Zeugenhinweis und schnelles Handeln ermöglichen Rettung und medizinische Versorgung des seltenen Greifvogels

Von Blaulichtreport

Im Unstrut-Hainich-Kreis kam es am Dienstagnachmittag zu einem außergewöhnlichen Rettungseinsatz: Ein verletzter Rotmilan wurde durch das schnelle Zusammenspiel von Zeugen, Polizei, Tierrettung sowie eines Jagdpächters gerettet.

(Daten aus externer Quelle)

//! View pipeline: search, status filter, sort and summary counts.
//!
//! # Responsibility
//! - Derive the visible creator list from the roster and current annotations.
//! - Count statuses over the whole roster.
//!
//! # Invariants
//! - Pure: no input is mutated and nothing is written to storage.
//! - Filtering keeps roster order; every sort mode is stable.
//! - Counts ignore the query, so `total` always equals the roster length.

use super::collate::compare_handles;
use crate::model::annotation::{Annotation, Status};
use crate::model::creator::Creator;
use crate::repo::kv_repo::KvRepository;
use crate::service::annotation_store::AnnotationStore;
use crate::service::clock::Clock;
use std::cmp::Reverse;
use std::collections::{BTreeMap, HashMap};

/// Read access to current annotations.
///
/// Implementations must be total: absent handles yield the default.
pub trait AnnotationLookup {
    fn annotation(&self, handle: &str) -> Annotation;

    fn status_of(&self, handle: &str) -> Status {
        self.annotation(handle).status
    }
}

impl<R: KvRepository, C: Clock> AnnotationLookup for AnnotationStore<R, C> {
    fn annotation(&self, handle: &str) -> Annotation {
        self.get(handle)
    }

    fn status_of(&self, handle: &str) -> Status {
        self.status(handle)
    }
}

impl AnnotationLookup for BTreeMap<String, Annotation> {
    fn annotation(&self, handle: &str) -> Annotation {
        self.get(handle).cloned().unwrap_or_default()
    }
}

impl AnnotationLookup for HashMap<String, Annotation> {
    fn annotation(&self, handle: &str) -> Annotation {
        self.get(handle).cloned().unwrap_or_default()
    }
}

/// Status filter selected in the UI.
#[derive(Debug, Clone, Default, PartialEq, Eq)]
pub enum StatusFilter {
    #[default]
    All,
    Only(Status),
    /// Value that names no known status. Matches no creator.
    Unrecognized(String),
}

impl StatusFilter {
    /// Parses a UI filter value. Never fails.
    pub fn parse(value: &str) -> Self {
        let value = value.trim();
        if value == "all" {
            return Self::All;
        }
        match Status::parse(value) {
            Some(status) => Self::Only(status),
            None => Self::Unrecognized(value.to_string()),
        }
    }

    pub fn matches(&self, status: Status) -> bool {
        match self {
            Self::All => true,
            Self::Only(wanted) => *wanted == status,
            Self::Unrecognized(_) => false,
        }
    }
}

/// Ordering applied to the filtered list.
#[derive(Debug, Clone, Copy, Default, PartialEq, Eq)]
pub enum SortMode {
    /// Roster file order.
    #[default]
    None,
    Alpha,
    AlphaDesc,
    /// Most recently updated first.
    Updated,
}

impl SortMode {
    /// Parses a UI sort value. Unknown values keep roster order.
    pub fn parse(value: &str) -> Self {
        match value.trim() {
            "alpha" => Self::Alpha,
            "alpha_desc" => Self::AlphaDesc,
            "updated" => Self::Updated,
            _ => Self::None,
        }
    }
}

/// One recompute-view request.
#[derive(Debug, Clone, Default, PartialEq, Eq)]
pub struct ViewQuery {
    pub search: String,
    pub filter: StatusFilter,
    pub sort: SortMode,
}

/// Per-status totals over the whole roster.
#[derive(Debug, Clone, Copy, Default, PartialEq, Eq)]
pub struct StatusCounts {
    pub total: usize,
    pub uncontacted: usize,
    pub contacted: usize,
    pub joined: usize,
    pub not_fit: usize,
}

impl StatusCounts {
    pub fn get(&self, status: Status) -> usize {
        match status {
            Status::Uncontacted => self.uncontacted,
            Status::Contacted => self.contacted,
            Status::Joined => self.joined,
            Status::NotFit => self.not_fit,
        }
    }

    fn bump(&mut self, status: Status) {
        let slot = match status {
            Status::Uncontacted => &mut self.uncontacted,
            Status::Contacted => &mut self.contacted,
            Status::Joined => &mut self.joined,
            Status::NotFit => &mut self.not_fit,
        };
        *slot += 1;
    }
}

/// Result of [`compute_view`].
#[derive(Debug, Clone, Default, PartialEq, Eq)]
pub struct RosterView {
    /// Filtered and sorted creators.
    pub visible: Vec<Creator>,
    /// Counts over the unfiltered roster.
    pub counts: StatusCounts,
}

impl RosterView {
    pub fn visible_count(&self) -> usize {
        self.visible.len()
    }
}

/// Computes the visible list and summary counts for `query`.
pub fn compute_view<L>(creators: &[Creator], lookup: &L, query: &ViewQuery) -> RosterView
where
    L: AnnotationLookup + ?Sized,
{
    let filtered = filter_creators(creators, lookup, &query.search, &query.filter);
    RosterView {
        visible: sort_creators(filtered, lookup, query.sort),
        counts: count_statuses(creators, lookup),
    }
}

/// Keeps creators whose handle contains `search` (case-insensitive, trimmed)
/// and whose current status passes `filter`. Input order is preserved.
pub fn filter_creators<L>(
    creators: &[Creator],
    lookup: &L,
    search: &str,
    filter: &StatusFilter,
) -> Vec<Creator>
where
    L: AnnotationLookup + ?Sized,
{
    let needle = search.trim().to_lowercase();
    creators
        .iter()
        .filter(|creator| creator.handle.to_lowercase().contains(&needle))
        .filter(|creator| filter.matches(lookup.status_of(&creator.handle)))
        .cloned()
        .collect()
}

/// Stable sort of an already-filtered list.
pub fn sort_creators<L>(mut creators: Vec<Creator>, lookup: &L, mode: SortMode) -> Vec<Creator>
where
    L: AnnotationLookup + ?Sized,
{
    match mode {
        SortMode::None => creators,
        SortMode::Alpha => {
            creators.sort_by(|a, b| compare_handles(&a.handle, &b.handle));
            creators
        }
        SortMode::AlphaDesc => {
            creators.sort_by(|a, b| compare_handles(&b.handle, &a.handle));
            creators
        }
        SortMode::Updated => {
            let mut keyed = creators
                .into_iter()
                .map(|creator| (lookup.annotation(&creator.handle).updated_at, creator))
                .collect::<Vec<_>>();
            keyed.sort_by_key(|(updated_at, _)| Reverse(*updated_at));
            keyed.into_iter().map(|(_, creator)| creator).collect()
        }
    }
}

/// Counts every creator by its current status.
pub fn count_statuses<L>(creators: &[Creator], lookup: &L) -> StatusCounts
where
    L: AnnotationLookup + ?Sized,
{
    let mut counts = StatusCounts {
        total: creators.len(),
        ..StatusCounts::default()
    };
    for creator in creators {
        counts.bump(lookup.status_of(&creator.handle));
    }
    counts
}

#[cfg(test)]
mod tests {
    use super::{SortMode, StatusFilter};
    use crate::model::annotation::Status;

    #[test]
    fn filter_parse_maps_known_and_unknown_values() {
        assert_eq!(StatusFilter::parse("all"), StatusFilter::All);
        assert_eq!(
            StatusFilter::parse("not_fit"),
            StatusFilter::Only(Status::NotFit)
        );
        assert_eq!(
            StatusFilter::parse("archived"),
            StatusFilter::Unrecognized("archived".to_string())
        );
    }

    #[test]
    fn unrecognized_filter_matches_nothing() {
        let filter = StatusFilter::parse("stale");
        assert!(Status::ALL.iter().all(|status| !filter.matches(*status)));
    }

    #[test]
    fn sort_parse_falls_back_to_roster_order() {
        assert_eq!(SortMode::parse("alpha_desc"), SortMode::AlphaDesc);
        assert_eq!(SortMode::parse("updated"), SortMode::Updated);
        assert_eq!(SortMode::parse("random"), SortMode::None);
        assert_eq!(SortMode::parse(""), SortMode::None);
    }
}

Das Greifvogel-Drama verdeutlicht, wie wichtig Aufmerksamkeit und koordiniertes Handeln im Tierschutz sind.

Schnelles Handeln nach Zeugenhinweis

Ein aufmerksamer Zeuge bemerkte den flugunfähigen Rotmilan und informierte umgehend die Behörden. Die eintreffenden Beamten der Landespolizeiinspektion Nordhausen fanden das verletzte Tier vor, das zwar noch lebte, aber nicht mehr eigenständig fliegen konnte.

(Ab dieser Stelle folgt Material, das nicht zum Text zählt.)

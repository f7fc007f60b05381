//! Schema migration registry for the roster database.
//!
//! # Invariants
//! - `version` values are strictly increasing.
//! - The applied version is mirrored to `PRAGMA user_version`.
//! - Pending migrations are applied inside one transaction, and the
//!   version is bumped once after the last of them.

use crate::db::{DbError, DbResult};
use log::{debug, info};
use rusqlite::Connection;

#[derive(Debug, Clone, Copy)]
struct Migration {
    version: u32,
    sql: &'static str,
}

const MIGRATIONS: &[Migration] = &[Migration {
    version: 1,
    sql: include_str!("0001_kv_entries.sql"),
}];

/// Returns the newest schema version this build knows about.
pub fn latest_version() -> u32 {
    MIGRATIONS.last().map_or(0, |migration| migration.version)
}

/// Brings `conn` up to [`latest_version`] and returns the schema version
/// now in effect.
///
/// # Errors
/// - [`DbError::UnsupportedSchemaVersion`] when the file was written by a
///   newer build.
/// - [`DbError::Sqlite`] when any migration statement fails; nothing is
///   applied in that case.
pub fn apply_migrations(conn: &mut Connection) -> DbResult<u32> {
    let stored = conn.query_row("PRAGMA user_version;", [], |row| row.get::<_, u32>(0))?;
    let pending = pending_since(stored)?;
    let Some(target) = pending.last().map(|migration| migration.version) else {
        return Ok(stored);
    };

    let tx = conn.transaction()?;
    for migration in pending {
        debug!(
            "event=db_migrate module=db status=step version={}",
            migration.version
        );
        tx.execute_batch(migration.sql)?;
    }
    tx.pragma_update(None, "user_version", target)?;
    tx.commit()?;

    info!(
        "event=db_migrate module=db status=ok from_version={} to_version={} applied={}",
        stored,
        target,
        pending.len()
    );
    Ok(target)
}

/// Migrations newer than `stored`, in application order.
fn pending_since(stored: u32) -> DbResult<&'static [Migration]> {
    let latest = latest_version();
    if stored > latest {
        return Err(DbError::UnsupportedSchemaVersion {
            db_version: stored,
            latest_supported: latest,
        });
    }
    let applied = MIGRATIONS.partition_point(|migration| migration.version <= stored);
    Ok(&MIGRATIONS[applied..])
}
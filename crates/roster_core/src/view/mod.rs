//! Derived roster views: search, status filter, sort and summary counts.
//!
//! # Responsibility
//! - Compute the visible, ordered subset of creators for one query.
//! - Summarize status counts over the whole roster.
//!
//! # Invariants
//! - Every predicate reads annotations at call time; nothing is cached.
//! - Counts ignore search and filter.
//! - Sorting is stable.

mod collate;
mod pipeline;

pub use collate::compare_handles;
pub use pipeline::{
    compute_view, count_statuses, filter_creators, sort_creators, AnnotationLookup, RosterView,
    SortMode, StatusCounts, StatusFilter, ViewQuery,
};
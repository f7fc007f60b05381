//! SQLite storage bootstrap for the roster database.
//!
//! # Responsibility
//! - Open and configure file or in-memory connections.
//! - Apply schema migrations before any key-value access.
//!
//! # Invariants
//! - Schema version is tracked via `PRAGMA user_version`.
//! - Callers never see a connection whose migrations have not run.

use std::error::Error;
use std::fmt::{Display, Formatter};

pub mod migrations;
mod open;

pub use open::{open_db, open_db_in_memory};

pub type DbResult<T> = Result<T, DbError>;

#[derive(Debug)]
pub enum DbError {
    Sqlite(rusqlite::Error),
    UnsupportedSchemaVersion {
        db_version: u32,
        latest_supported: u32,
    },
}

impl Display for DbError {
    fn fmt(&self, f: &mut Formatter<'_>) -> std::fmt::Result {
        match self {
            Self::Sqlite(err) => write!(f, "{err}"),
            Self::UnsupportedSchemaVersion {
                db_version,
                latest_supported,
            } => write!(
                f,
                "roster database schema version {db_version} is newer than supported {latest_supported}"
            ),
        }
    }
}

impl Error for DbError {
    fn source(&self) -> Option<&(dyn Error + 'static)> {
        match self {
            Self::Sqlite(err) => Some(err),
            Self::UnsupportedSchemaVersion { .. } => None,
        }
    }
}

impl From<rusqlite::Error> for DbError {
    fn from(value: rusqlite::Error) -> Self {
        Self::Sqlite(value)
    }
}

Gemeinsam mit der alarmierten Tierrettung und der Hilfe eines zufällig anwesenden Jagdpächters gelang es, den Greifvogel vorsichtig einzufangen. Der Rotmilan wurde daraufhin umgehend in eine Tierklinik gebracht, wo er medizinisch versorgt wird.

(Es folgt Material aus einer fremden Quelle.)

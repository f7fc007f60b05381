//! Roster source: the newline-separated handle list.
//!
//! # Responsibility
//! - Read the roster file and turn it into [`Creator`] records.
//!
//! # Invariants
//! - Handles are trimmed; blank lines are dropped.
//! - Each handle appears once; the first occurrence keeps its position.

use crate::model::creator::Creator;
use log::{debug, error, info};
use std::collections::HashSet;
use std::error::Error;
use std::fmt::{Display, Formatter};
use std::path::{Path, PathBuf};

/// File name the roster is read from when none is configured.
pub const DEFAULT_ROSTER_FILE: &str = "active_streamers.txt";

pub type RosterResult<T> = Result<T, RosterError>;

/// Input-fetch failure. Surfaced to the user; the core stays unpopulated.
#[derive(Debug)]
pub enum RosterError {
    Read {
        path: PathBuf,
        source: std::io::Error,
    },
}

impl Display for RosterError {
    fn fmt(&self, f: &mut Formatter<'_>) -> std::fmt::Result {
        match self {
            Self::Read { path, source } => {
                write!(f, "failed to read roster `{}`: {source}", path.display())
            }
        }
    }
}

impl Error for RosterError {
    fn source(&self) -> Option<&(dyn Error + 'static)> {
        match self {
            Self::Read { source, .. } => Some(source),
        }
    }
}

/// Parses newline-separated handles (`\n` or `\r\n`).
pub fn parse_roster(text: &str) -> Vec<Creator> {
    let mut seen = HashSet::new();
    let mut creators = Vec::new();

    for creator in text.lines().filter_map(Creator::new) {
        if !seen.insert(creator.handle.clone()) {
            debug!(
                "event=roster_parse module=roster status=skipped reason=duplicate handle={}",
                creator.handle
            );
            continue;
        }
        creators.push(creator);
    }

    creators
}

/// Reads and parses the roster file at `path`.
pub fn load_roster_file(path: impl AsRef<Path>) -> RosterResult<Vec<Creator>> {
    let path = path.as_ref();
    let text = std::fs::read_to_string(path).map_err(|source| {
        error!(
            "event=roster_load module=roster status=error path={} error={}",
            path.display(),
            source
        );
        RosterError::Read {
            path: path.to_path_buf(),
            source,
        }
    })?;

    let creators = parse_roster(&text);
    info!(
        "event=roster_load module=roster status=ok path={} creators={}",
        path.display(),
        creators.len()
    );
    Ok(creators)
}

#[cfg(test)]
mod tests {
    use super::parse_roster;

    fn handles(text: &str) -> Vec<String> {
        parse_roster(text)
            .into_iter()
            .map(|creator| creator.handle)
            .collect()
    }

    #[test]
    fn parse_handles_crlf_blank_lines_and_padding() {
        assert_eq!(
            handles("alice\r\n\r\n  bob  \n\t\ncarol"),
            vec!["alice", "bob", "carol"]
        );
    }

    #[test]
    fn parse_keeps_first_occurrence_of_duplicates() {
        assert_eq!(handles("bob\nalice\nbob\n"), vec!["bob", "alice"]);
    }

    #[test]
    fn parse_empty_input_yields_no_creators() {
        assert!(parse_roster("").is_empty());
        assert!(parse_roster("\n \r\n").is_empty());
    }
}
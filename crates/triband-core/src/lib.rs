//! Triband Core - three-band crossover compressor engine
//!
//! Splits stereo audio into low / mid / high bands with Linkwitz-Riley
//! filters, compresses each band independently and recombines them under
//! solo/mute rules, with smoothed input and output trim.

pub mod config;
pub mod dsp;
pub mod engine;
pub mod error;
pub mod params;
pub mod types;

pub use error::{EngineError, EngineResult};
pub use types::*;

Ursache der Flugunfähigkeit ungeklärt

Bislang ist unklar, warum der Rotmilan nicht mehr flugfähig war. Die Untersuchung des Tieres in der Tierklinik soll Aufschluss darüber geben, wie es zu den Verletzungen gekommen ist und ob eine Rückkehr in die Natur möglich sein wird.

Vor Ort agierten Polizei, Tierrettung und Jagdpächter im engen Schulterschluss. Solche Einsätze unterstreichen die Bedeutung des Engagements von Bürgern und Fachleuten für den Schutz heimischer Tierarten, insbesondere seltener und geschützter Vögel wie dem Rotmilan.

Bedeutung für den Artenschutz

Der Vorfall macht auf die Verletzlichkeit seltener Wildvögel aufmerksam. Beobachtungen von verletzten Tieren sollten stets an die zuständigen Behörden gemeldet werden. Dadurch lassen sich schnelle Rettungsmaßnahmen einleiten, wie das aktuelle Beispiel im Unstrut-Hainich-Kreis zeigt.

Weitere Informationen

Weitere Informationen zur Pressemeldunghttps://www.presseportal.de/blaulicht/pm/126723/6067769

Die Landespolizeiinspektion Nordhausen appelliert an die Bevölkerung, weiterhin aufmerksam zu bleiben und Hinweise auf verletzte Wildtiere weiterzugeben. Die Ursache für den Zustand des Rotmilans bleibt vorerst Gegenstand weiterer Untersuchungen.